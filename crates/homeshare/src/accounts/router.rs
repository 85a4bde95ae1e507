use std::sync::Arc;

use axum::{
    extract::State,
    http::{header, HeaderMap, StatusCode},
    response::{IntoResponse, Response},
    routing::{get, post},
    Json, Router,
};
use serde::Deserialize;
use serde_json::json;

use super::directory::UserDirectory;
use super::domain::User;
use super::session::{SessionError, SessionService};

/// Router builder exposing the login/logout/me endpoints.
pub fn account_router<D>(sessions: Arc<SessionService<D>>) -> Router
where
    D: UserDirectory + 'static,
{
    Router::new()
        .route("/api/v1/auth/login", post(login_handler::<D>))
        .route("/api/v1/auth/logout", post(logout_handler::<D>))
        .route("/api/v1/auth/me", get(me_handler::<D>))
        .with_state(sessions)
}

#[derive(Debug, Deserialize)]
pub(crate) struct LoginRequest {
    pub(crate) email: String,
    pub(crate) password: String,
}

pub(crate) async fn login_handler<D>(
    State(sessions): State<Arc<SessionService<D>>>,
    Json(request): Json<LoginRequest>,
) -> Response
where
    D: UserDirectory + 'static,
{
    match sessions.login(&request.email, &request.password) {
        Ok(grant) => (StatusCode::OK, Json(grant)).into_response(),
        Err(SessionError::InvalidCredentials) => {
            let payload = json!({ "error": SessionError::InvalidCredentials.to_string() });
            (StatusCode::UNAUTHORIZED, Json(payload)).into_response()
        }
        Err(other) => {
            let payload = json!({ "error": other.to_string() });
            (StatusCode::INTERNAL_SERVER_ERROR, Json(payload)).into_response()
        }
    }
}

pub(crate) async fn logout_handler<D>(
    State(sessions): State<Arc<SessionService<D>>>,
    headers: HeaderMap,
) -> Response
where
    D: UserDirectory + 'static,
{
    if let Some(token) = bearer_token(&headers) {
        sessions.logout(token);
    }
    StatusCode::NO_CONTENT.into_response()
}

pub(crate) async fn me_handler<D>(
    State(sessions): State<Arc<SessionService<D>>>,
    headers: HeaderMap,
) -> Response
where
    D: UserDirectory + 'static,
{
    match require_session(&sessions, &headers) {
        Ok(user) => (StatusCode::OK, Json(user)).into_response(),
        Err(denied) => denied,
    }
}

/// Pull the opaque token out of an `Authorization: Bearer` header.
pub fn bearer_token(headers: &HeaderMap) -> Option<&str> {
    headers
        .get(header::AUTHORIZATION)
        .and_then(|value| value.to_str().ok())
        .and_then(|value| value.strip_prefix("Bearer "))
        .map(str::trim)
        .filter(|token| !token.is_empty())
}

/// Resolve the calling account or produce the 401 response to return as-is.
pub fn require_session<D>(
    sessions: &SessionService<D>,
    headers: &HeaderMap,
) -> Result<User, Response>
where
    D: UserDirectory + 'static,
{
    let Some(token) = bearer_token(headers) else {
        let payload = json!({ "error": "missing bearer token" });
        return Err((StatusCode::UNAUTHORIZED, Json(payload)).into_response());
    };

    sessions.current_user(token).map_err(|error| {
        let status = match error {
            SessionError::Directory(_) => StatusCode::INTERNAL_SERVER_ERROR,
            _ => StatusCode::UNAUTHORIZED,
        };
        let payload = json!({ "error": error.to_string() });
        (status, Json(payload)).into_response()
    })
}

REQUIRED ACTION: Extract the complete data, matching each line exactly.

TASK RESPONSE:
filename crates/homeshare/src/accounts/router.rs
repository 85a4bde95ae1e507
use std::sync::Arc;

use axum::{
    extract::State,
    http::{header, HeaderMap, StatusCode},
    response::{IntoResponse, Response},
    routing::{get, post},
    Json, Router,
};
use serde::Deserialize;
use serde_json::json;

use super::directory::UserDirectory;
use super::domain::User;
use super::session::{SessionError, SessionService};

/// Router builder exposing the login/logout/me endpoints.
pub fn account_router<D>(sessions: Arc<SessionService<D>>) -> Router
where
    D: UserDirectory + 'static,
{
    Router::new()
        .route("/api/v1/auth/login", post(login_handler::<D>))
        .route("/api/v1/auth/logout", post(logout_handler::<D>))
        .route("/api/v1/auth/me", get(me_handler::<D>))
        .with_state(sessions)
}

#[derive(Debug, Deserialize)]
pub(crate) struct LoginRequest {
    pub(crate) email: String,
    pub(crate) password: String,
}

pub(crate) async fn login_handler<D>(
    State(sessions): State<Arc<SessionService<D>>>,
    Json(request): Json<LoginRequest>,
) -> Response
where
    D: UserDirectory + 'static,
{
    match sessions.login(&request.email, &request.password) {
        Ok(grant) => (StatusCode::OK, Json(grant)).into_response(),
        Err(SessionError::InvalidCredentials) => {
            let payload = json!({ "error": SessionError::InvalidCredentials.to_string() });
            (StatusCode::UNAUTHORIZED, Json(payload)).into_response()
        }
        Err(other) => {
            let payload = json!({ "error": other.to_string() });
            (StatusCode::INTERNAL_SERVER_ERROR, Json(payload)).into_response()
        }
    }
}

pub(crate) async fn logout_handler<D>(
    State(sessions): State<Arc<SessionService<D>>>,
    headers: HeaderMap,
) -> Response
where
    D: UserDirectory + 'static,
{
    if let Some(token) = bearer_token(&headers) {
        sessions.logout(token);
    }
    StatusCode::NO_CONTENT.into_response()
}

pub(crate) async fn me_handler<D>(
    State(sessions): State<Arc<SessionService<D>>>,
    headers: HeaderMap,
) -> Response
where
    D: UserDirectory + 'static,
{
    match require_session(&sessions, &headers) {
        Ok(user) => (StatusCode::OK, Json(user)).into_response(),
        Err(denied) => denied,
    }
}

/// Pull the opaque token out of an `Authorization: Bearer` header.
pub fn bearer_token(headers: &HeaderMap) -> Option<&str> {
    headers
        .get(header::AUTHORIZATION)
        .and_then(|value| value.to_str().ok())
        .and_then(|value| value.strip_prefix("Bearer "))
        .map(str::trim)
        .filter(|token| !token.is_empty())
}

/// Resolve the calling account or produce the 401 response to return as-is.
pub fn require_session<D>(
    sessions: &SessionService<D>,
    headers: &HeaderMap,
) -> Result<User, Response>
where
    D: UserDirectory + 'static,
{
    let Some(token) = bearer_token(headers) else {
        let payload = json!({ "error": "missing bearer token" });
        return Err((StatusCode::UNAUTHORIZED, Json(payload)).into_response());
    };

    sessions.current_user(token).map_err(|error| {
        let status = match error {
            SessionError::Directory(_) => StatusCode::INTERNAL_SERVER_ERROR,
            _ => StatusCode::UNAUTHORIZED,
        };
        let payload = json!({ "error": error.to_string() });
        (status, Json(payload)).into_response()
    })
}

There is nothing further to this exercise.